The History of ORNL states:

"Herbert Pomerance later that year discovered that zirconium's capability for neutron absorption had been vastly overstated because of its contamination by the element hafnium, which had a much greater poisoning effect.

Zirconium minerals have traces of hafnium, whose chemical characteristics are nearly identical to zirconium's, making economical separation of the two difficult. With funding from Captain Rickover and the Navy, laboratory researchers across the country investigated ways to separate the two elements. In 1949, chemical technologists at the Y-12 Plant, under the direction of Warren Grimes, developed a successful separation technique and scaled it to production level under the direction of Clarence Larson, then superintendent of the Y-12 Plant.

Zirconium alloys became essential first to the Navy's reactors and later to commercial power reactors. Zirconium rods filled with uranium pellets made up the fuel cores of nearly all light-water reactors, and hafnium was used in the control rods to regulate nuclear reactions. "

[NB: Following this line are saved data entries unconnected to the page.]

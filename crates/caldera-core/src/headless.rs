//! Process-wide headless (background) mode flag.
//!
//! When the host runs without a display (command-line batch renders, test
//! harnesses, headless export), no display resources should be materialized.
//! Subsystems that build such resources (icon previews, draw caches) consult
//! this flag and short-circuit to a no-op.
//!
//! The host sets the flag once during startup, before subsystems that read it
//! are constructed. Registries sample it at construction time so that tests
//! can override it per-instance instead of racing on the global.

use std::sync::atomic::{AtomicBool, Ordering};

static HEADLESS: AtomicBool = AtomicBool::new(false);

/// Mark the process as running with or without a display.
pub fn set_headless(headless: bool) {
    HEADLESS.store(headless, Ordering::SeqCst);
    tracing::debug!(target: "caldera_core::headless", headless, "headless mode updated");
}

/// Check whether the process is running in headless (background) mode.
#[inline]
pub fn is_headless() -> bool {
    HEADLESS.load(Ordering::Relaxed)
}
//! Logging conventions for Caldera.
//!
//! Caldera instruments its subsystems with the `tracing` crate. To see logs,
//! install a subscriber in the host application:
//!
//! ```ignore
//! tracing_subscriber::fmt::init();
//! ```
//!
//! Each subsystem logs under a `caldera_<crate>::<module>` target; the
//! constants in [`targets`] can be used in filter directives, e.g.
//! `RUST_LOG=caldera_icons::registry=trace`.

/// Target names for log filtering.
pub mod targets {
    /// Thread tracking and affinity checks.
    pub const THREAD_CHECK: &str = "caldera_core::thread_check";
    /// Headless mode flag changes.
    pub const HEADLESS: &str = "caldera_core::headless";
    /// Icon registry bookkeeping (allocation, deletion, deferred drains).
    pub const ICON_REGISTRY: &str = "caldera_icons::registry";
    /// Preview image invalidation.
    pub const PREVIEW: &str = "caldera_icons::preview";
}
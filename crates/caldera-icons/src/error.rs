//! Error types for the icon registry.

use thiserror::Error;

use crate::handle::IconHandle;

/// Errors that can occur during icon registry operations.
///
/// The registry never panics across its API boundary for runtime conditions:
/// every fallible operation reports failure through its return value. Contract
/// violations (off-main-thread mutation, wrong payload kind) are debug
/// assertions instead of error values.
#[derive(Error, Debug, Clone, Copy, PartialEq, Eq)]
pub enum IconError {
    /// No record exists for the handle. Callers treat this as "no icon
    /// available", not a fatal condition.
    #[error("icon {0} not found")]
    NotFound(IconHandle),

    /// A record is already installed under the handle. Only reachable from
    /// reserved-handle bootstrap code; double registration is a programmer
    /// error, not a recoverable runtime condition.
    #[error("icon {0} already registered")]
    AlreadyExists(IconHandle),

    /// No free handle exists. Surfaced to most callers as
    /// [`IconHandle::NONE`]; callers skip icon creation for the data-block.
    #[error("icon handle space exhausted")]
    Exhausted,
}

/// Result type for icon registry operations.
pub type IconResult<T> = Result<T, IconError>;
//! Core systems for Caldera.
//!
//! This crate provides the foundational pieces shared by Caldera's resource
//! subsystems:
//!
//! - **Thread checking**: main-thread registration, assertion macros, and
//!   per-object [`ThreadAffinity`] for the single-writer discipline the
//!   registries follow
//! - **Headless mode**: the process-wide background flag consulted before
//!   materializing display resources
//! - **Logging**: `tracing` target conventions for filtering
//!
//! # Example
//!
//! ```
//! use caldera_core::thread_check::ThreadAffinity;
//!
//! // A context object created here is "owned" by this thread; its mutating
//! // operations assert the same thread in debug builds.
//! let affinity = ThreadAffinity::current();
//! assert!(affinity.is_same_thread());
//! ```

pub mod headless;
pub mod logging;
pub mod thread_check;

pub use headless::{is_headless, set_headless};
pub use thread_check::{is_main_thread, main_thread_id, set_main_thread, ThreadAffinity};
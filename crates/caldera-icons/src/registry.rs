//! The icon registry.
//!
//! [`IconRegistry`] owns the handle→record mapping, the handle counter, and
//! the deferred-delete queue. Bookkeeping (lookups, allocation, queue append)
//! is thread-safe behind a single mutex; structural teardown of a record's
//! payload is not locked and must happen on the registry's owning thread.
//! Worker threads that need a deletion go through
//! [`delete_for_owner`](IconRegistry::delete_for_owner), which zeroes the
//! owner's slot immediately and queues the real removal for the main thread
//! to pick up in [`drain_deferred_deletes`](IconRegistry::drain_deferred_deletes).
//!
//! The registry is an explicit context object: the host constructs one
//! (typically inside an `Arc`) during startup and passes it to call sites.
//! "Main thread" for a registry means the thread that constructed it.

use std::collections::hash_map::Entry;
use std::collections::HashMap;
use std::sync::{Arc, Weak};

use crossbeam_channel::{Receiver, Sender};
use parking_lot::Mutex;

use caldera_core::thread_check::ThreadAffinity;

use crate::error::{IconError, IconResult};
use crate::handle::IconHandle;
use crate::owner::IconOwner;
use crate::record::{IconGeometry, IconInfo, IconPayload, IconRecord, ImageBuffer, PayloadKind};

/// One occupied handle. A handle handed out by
/// [`IconRegistry::allocate_handle`] occupies its slot immediately so it can
/// never be handed out twice, even before a record is installed under it.
enum MapEntry {
    /// Allocated, no record installed yet.
    Allocated,
    /// Allocated with a live record.
    Installed(IconRecord),
}

impl MapEntry {
    fn record(&self) -> Option<&IconRecord> {
        match self {
            Self::Installed(record) => Some(record),
            Self::Allocated => None,
        }
    }

    fn into_record(self) -> Option<IconRecord> {
        match self {
            Self::Installed(record) => Some(record),
            Self::Allocated => None,
        }
    }
}

/// Mapping and allocator state, guarded by the registry mutex.
struct RegistryState {
    entries: HashMap<u32, MapEntry>,
    /// Next candidate for the fast monotonic allocation path; `0` once the
    /// counter has wrapped, after which allocation scans for gaps.
    next_handle: u32,
    /// Reserved built-in handles occupy `[1, first_dynamic)`.
    first_dynamic: u32,
}
//! Icon and preview handle registry for Caldera data-blocks.
//!
//! Every visual resource a data-block can show in the UI (its preview, a
//! file thumbnail, a vector icon, a layer color swatch) is identified by a
//! small integer [`IconHandle`]. This crate provides the [`IconRegistry`]
//! that allocates those handles, maps them to their resource records, and
//! tears them down, including deferred teardown requested from worker
//! threads.
//!
//! # Threading discipline
//!
//! Bookkeeping is thread-safe; structural mutation is single-writer. The
//! thread that constructs the registry is its main thread: creation, record
//! installation, and teardown happen there (debug-asserted), while lookups
//! and deletion *requests* are allowed from anywhere. Handles are never
//! persisted; owners reacquire them after deserialization.
//!
//! # Example
//!
//! ```
//! use std::sync::Arc;
//! use caldera_icons::{DataBlock, IconOwner, IconRegistry};
//!
//! let registry = IconRegistry::new(1);
//! let material = Arc::new(DataBlock::new("Material"));
//!
//! // Idempotent: the second call returns the same handle.
//! let icon = registry.ensure_for_owner(&material);
//! assert_eq!(registry.ensure_for_owner(&material), icon);
//!
//! // Invalidate the preview after an edit; the preview job rerenders later.
//! registry.mark_changed(icon);
//!
//! // Deleting through the owner zeroes its stored handle.
//! registry.delete_for_owner(material.as_ref());
//! assert!(material.icon_slot().get().is_none());
//! ```

pub mod error;
pub mod handle;
pub mod owner;
pub mod preview;
pub mod record;
pub mod registry;

pub use error::{IconError, IconResult};
pub use handle::IconHandle;
pub use owner::{DataBlock, GreasePencilLayer, IconOwner, IconSlot, StudioLight};
pub use preview::{PreviewImage, PreviewSize};
pub use record::{IconGeometry, IconInfo, IconPayload, IconRecord, ImageBuffer, PayloadKind};
pub use registry::IconRegistry;
//! Icon handle type.

use std::fmt;

/// A small integer identifying one icon/preview resource.
///
/// Handle `0` is the sentinel "no icon"; live handles are positive. Built-in
/// (reserved) icons occupy `[1, first_dynamic)` and are installed at startup
/// via [`IconRegistry::set`](crate::IconRegistry::set); everything from
/// `first_dynamic` upward is allocated dynamically.
///
/// Handles are process-local and never persisted: owner records reacquire a
/// fresh handle after deserialization.
#[derive(Debug, Clone, Copy, PartialEq, Eq, Hash, PartialOrd, Ord)]
pub struct IconHandle(u32);

impl IconHandle {
    /// The "no icon" sentinel.
    pub const NONE: IconHandle = IconHandle(0);

    /// Wrap a raw handle value. `0` yields [`IconHandle::NONE`].
    #[inline]
    pub const fn from_raw(raw: u32) -> Self {
        IconHandle(raw)
    }

    /// The raw integer value, `0` for [`IconHandle::NONE`].
    #[inline]
    pub const fn raw(self) -> u32 {
        self.0
    }

    /// True for the "no icon" sentinel.
    #[inline]
    pub const fn is_none(self) -> bool {
        self.0 == 0
    }

    /// True for a live (non-sentinel) handle.
    #[inline]
    pub const fn is_some(self) -> bool {
        self.0 != 0
    }
}

impl Default for IconHandle {
    fn default() -> Self {
        Self::NONE
    }
}

impl fmt::Display for IconHandle {
    fn fmt(&self, f: &mut fmt::Formatter<'_>) -> fmt::Result {
        if self.is_none() {
            write!(f, "#none")
        } else {
            write!(f, "#{}", self.0)
        }
    }
}
//! Core data structures for DBF format components.
//!
//! This module defines the fundamental types used throughout the library:
//! - The decoded file header
//! - Field descriptors and their type tags
//! - Positional records and the assembled table

use std::fmt;

use super::error::{DbfError, Result};
use super::primitive::Primitive;

/// Size in bytes of the fixed file header and of every field descriptor.
pub const HEADER_SIZE: usize = 32;
pub const DESCRIPTOR_SIZE: usize = 32;

/// Byte that ends the field descriptor array.
pub const DESCRIPTOR_TERMINATOR: u8 = 0x0D;

/// Deletion flag values found in the first byte of every record.
pub const RECORD_LIVE: u8 = 0x20;
pub const RECORD_DELETED: u8 = 0x2A;

/// The decoded 32-byte DBF file header.
///
/// Flags are surfaced verbatim; rejecting encrypted or half-written tables is
/// left to [`ReadOptions::strict`](crate::ReadOptions).
#[derive(Debug, Clone, PartialEq, Eq)]
pub struct Header {
    pub dbase_version: i8,
    /// Packed `10000 * YY + 100 * MM + DD`.
    pub last_update_date: i32,
    pub number_of_records: u32,
    pub header_byte_count: u16,
    pub record_byte_count: u16,
    pub incomplete_transaction: bool,
    pub encryption_flag: bool,
    pub production_mdx_flag: bool,
    pub language_driver_id: i8,
}

impl Header {
    /// Number of field descriptors implied by `header_byte_count`.
    ///
    /// The trailing terminator byte is absorbed by the integer division.
    pub fn expected_descriptor_count(&self) -> usize {
        (self.header_byte_count as usize).saturating_sub(HEADER_SIZE) / DESCRIPTOR_SIZE
    }

    /// Returns the raw `(YY, MM, DD)` triple of the last update date.
    pub fn last_update(&self) -> (u8, u8, u8) {
        let packed = self.last_update_date;
        (
            (packed / 10000) as u8,
            (packed / 100 % 100) as u8,
            (packed % 100) as u8,
        )
    }
}

/// Supported field type tags.
#[derive(Debug, Clone, Copy, PartialEq, Eq)]
pub enum FieldType {
    Character,
    Decimal,
    Float,
    Logical,
    Memo,
    Numeric,
}

impl FieldType {
    /// The single-letter tag used in the descriptor.
    pub fn tag(&self) -> char {
        match self {
            FieldType::Character => 'C',
            FieldType::Decimal => 'D',
            FieldType::Float => 'F',
            FieldType::Logical => 'L',
            FieldType::Memo => 'M',
            FieldType::Numeric => 'N',
        }
    }
}

impl TryFrom<u8> for FieldType {
    type Error = DbfError;
    fn try_from(tag: u8) -> Result<Self> {
        match tag {
            b'C' => Ok(Self::Character),
            b'D' => Ok(Self::Decimal),
            b'F' => Ok(Self::Float),
            b'L' => Ok(Self::Logical),
            b'M' => Ok(Self::Memo),
            b'N' => Ok(Self::Numeric),
            _ => Err(DbfError::UnknownFieldType { tag: tag as char }),
        }
    }
}

impl fmt::Display for FieldType {
    fn fmt(&self, f: &mut fmt::Formatter) -> fmt::Result {
        write!(f, "{}", self.tag())
    }
}

/// One 32-byte column descriptor.
///
/// The type tag is kept raw so that an unsupported tag only fails once a
/// record actually needs it.
#[derive(Debug, Clone, PartialEq, Eq)]
pub struct FieldDescriptor {
    pub field_name: String,
    pub field_type: u8,
    pub field_length: u8,
    pub field_decimal_count: u8,
    pub work_area_id: u16,
    pub example: u8,
    pub production_mdx_field_flag: bool,
}

impl FieldDescriptor {
    /// Resolves the raw tag into a [`FieldType`].
    pub fn kind(&self) -> Result<FieldType> {
        FieldType::try_from(self.field_type)
    }
}

/// A single decoded row.
///
/// Values are aligned with the table's descriptor order.
#[derive(Debug, Clone, PartialEq)]
pub struct Record {
    pub deleted: bool,
    pub values: Vec<Primitive>,
}

impl Record {
    /// Value of the column at `index`, in descriptor order.
    pub fn get(&self, index: usize) -> Option<&Primitive> {
        self.values.get(index)
    }
}

/// The fully decoded table. Built once by the reader and never mutated.
#[derive(Debug, Clone, PartialEq)]
pub struct Table {
    pub header: Header,
    pub descriptors: Vec<FieldDescriptor>,
    pub records: Vec<Record>,
}

impl Table {
    /// Position of the first column named `name`.
    pub fn field_index(&self, name: &str) -> Option<usize> {
        self.descriptors.iter().position(|d| d.field_name == name)
    }

    /// Looks up a value by column name.
    pub fn value<'a>(&self, record: &'a Record, name: &str) -> Option<&'a Primitive> {
        self.field_index(name).and_then(|index| record.get(index))
    }

    /// Field names in descriptor order.
    pub fn field_names(&self) -> impl Iterator<Item = &str> {
        self.descriptors.iter().map(|d| d.field_name.as_str())
    }

    /// Records whose deletion flag is not set.
    pub fn live_records(&self) -> impl Iterator<Item = &Record> {
        self.records.iter().filter(|r| !r.deleted)
    }
}
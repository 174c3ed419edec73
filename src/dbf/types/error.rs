//! Custom error types for the dbf-reader crate.

use thiserror::Error;

/// The primary error type for all operations in this crate.
#[derive(Debug, Error)]
pub enum DbfError {
    /// An error originating from I/O operations.
    #[error("I/O error: {0}")]
    Io(#[from] std::io::Error),

    /// The byte source ended before a read could be satisfied.
    #[error("Unexpected end of input at offset {offset}: wanted {wanted} more bytes")]
    UnexpectedEof { offset: u64, wanted: usize },

    /// The file ended inside the fixed 32-byte header.
    #[error("Header too short: expected 32 bytes, but only {read} were available")]
    HeaderTooShort { read: usize },

    /// The file ended in the middle of a field descriptor.
    #[error("Field descriptor #{index} at offset {offset} is truncated")]
    DescriptorTruncated { index: usize, offset: u64 },

    /// The number of descriptors read disagrees with the header byte count.
    #[error("Field descriptor count mismatch: expected {expected}, but found {got}")]
    DescriptorCountMismatch { expected: usize, got: usize },

    /// A byte has no entry in the Iran System code page table.
    #[error("Unmapped Iran System byte {byte:#04x} at position {position}")]
    Transcode { byte: u8, position: usize },

    /// A Numeric, Decimal or Float field could not be parsed.
    #[error("Failed to parse {field_type} field from bytes [{}]: {reason}", hex::encode(.raw))]
    FieldParse {
        field_type: char,
        raw: Vec<u8>,
        reason: String,
    },

    /// A descriptor carries a type tag outside the supported set.
    #[error("Unknown field type '{tag}'")]
    UnknownFieldType { tag: char },

    /// A failure while decoding one record, annotated with where it happened.
    #[error("Record #{index}{} at offset {offset}: {source}", field_suffix(.field))]
    Record {
        index: usize,
        field: Option<String>,
        offset: u64,
        #[source]
        source: Box<DbfError>,
    },

    /// Strict mode: `1 + sum(field_length)` disagrees with the header record size.
    #[error("Record length mismatch: header declares {expected} bytes, descriptors add up to {actual}")]
    RecordLengthMismatch { expected: usize, actual: usize },

    /// Strict mode: two descriptors share a trimmed name.
    #[error("Duplicate field name: {0}")]
    DuplicateFieldName(String),

    /// Strict mode: the header encryption flag is set.
    #[error("Table is flagged as encrypted")]
    EncryptedTable,

    /// Strict mode: the header incomplete-transaction flag is set.
    #[error("Table is flagged with an incomplete transaction")]
    IncompleteTransaction,

    /// The requested text encoding label is not recognised.
    #[error("Unknown text encoding: {0}")]
    UnknownEncoding(String),
}

fn field_suffix(field: &Option<String>) -> String {
    field
        .as_ref()
        .map(|name| format!(" field '{}'", name))
        .unwrap_or_default()
}

impl DbfError {
    /// Returns the innermost error, looking through record context wrappers.
    pub fn root(&self) -> &DbfError {
        match self {
            DbfError::Record { source, .. } => source.root(),
            other => other,
        }
    }
}

/// A convenience `Result` type alias using the crate's `DbfError` type.
pub type Result<T> = std::result::Result<T, DbfError>;
//! File format parsing layer for DBF tables.
//!
//! This module provides the mid-level parsing layer that bridges between
//! the byte cursor and the high-level [`read_table`](crate::read_table).
//!
//! # Module Organization
//!
//! - [`header`]: Parses the fixed 32-byte file header
//! - [`descriptors`]: Parses the field descriptor array up to its terminator
//! - [`records`]: Slices the fixed-stride record region into typed values
//!
//! # Architecture
//!
//! ```text
//! File Structure:
//! ┌─────────────────────┐
//! │  Header (32 bytes)  │ ← header::parse()
//! ├─────────────────────┤
//! │  Descriptors        │ ← descriptors::parse()
//! │  (32 bytes each)    │
//! │  0x0D terminator    │
//! ├─────────────────────┤
//! │  Records            │ ← records::parse()
//! │  (flag + fields)    │
//! └─────────────────────┘
//! ```

pub mod descriptors;
pub mod header;
pub mod records;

After the industrial facilities for purifying Zirconium were established at Y-12, the Y-12 Chemistry group was transfered administratively to ORNL. My father was moved to X-10 to work on the aqueous homogeneous reactor. Although little known now, the Aqueous homogeneous reactor was quite successful. It might have received a great deal more attention had not ORNL been also developing an even more promising concept, the Molten Salt Reactor.

At least one ORNL technical report reflects my father's aqueous homogeneous reactor research,
PHASE STABILITY OF HOMOGENEOUS REACTOR HOT FUEL SOLUTIONS. He was the lead writer along with J.S. Gill, GM Habert, WL Marshall, and RE Moore.

The History of ORNL reports:

"In 1952 the Lab built a small (1-megawatt) ``homogeneous'' reactor, one in which a liquid uranium solution was used both as fuel and as the source of steam to spin a generator's turbine. Besides offering potentially higher generating efficiencies than solid-fuel designs, it offered and important operation advantage: Its fuel solution could be routed continuously through a processing plant for purification and replenishment so the reactor would not require shutdowns for refueling. In 1957 ORNL built a larger homogeneous reactor, one modified to irradiate thorium and ``breed'' uranium while it generated power. But by then work on a solid-fuel breeder was well under way, and the AEC soon abandoned the liquid-fuel alternative."

The next post on my father's ORNL career will deal with his role in the development of Molten Salt Reactors.

2 comments:

Joffan said...

Fascinating insights from an early worker important in the field. Thanks so much for this series and I trust that you will get a great deal out of it too; I guess you're lucky to still have your father around to spend time with.


...and from the name of your other blog I'm guessing that your son is called Charles also.

meta-comment: if you could put a few links in your articles (especially when they refer to other web material), I'd be most grateful.

Sovietologist said...

I really like the aqueous homogeneous reactor design- I picked up some great original 1950s literature on the project at the Oak Ridge library booksale a few years ago. But I think the ORNL engineers were right that the molten-salt reactor is a better idea.

Speaking of ORNL scientists from the old days, I grew up next door to Don Trauger. Have you read his memoirs?
http://www.amazon.com/Horse-Power-Nuclear-Memoir-Pioneer/dp/1577362535
Interesting account of ORNL from the 1940s until the 1990s.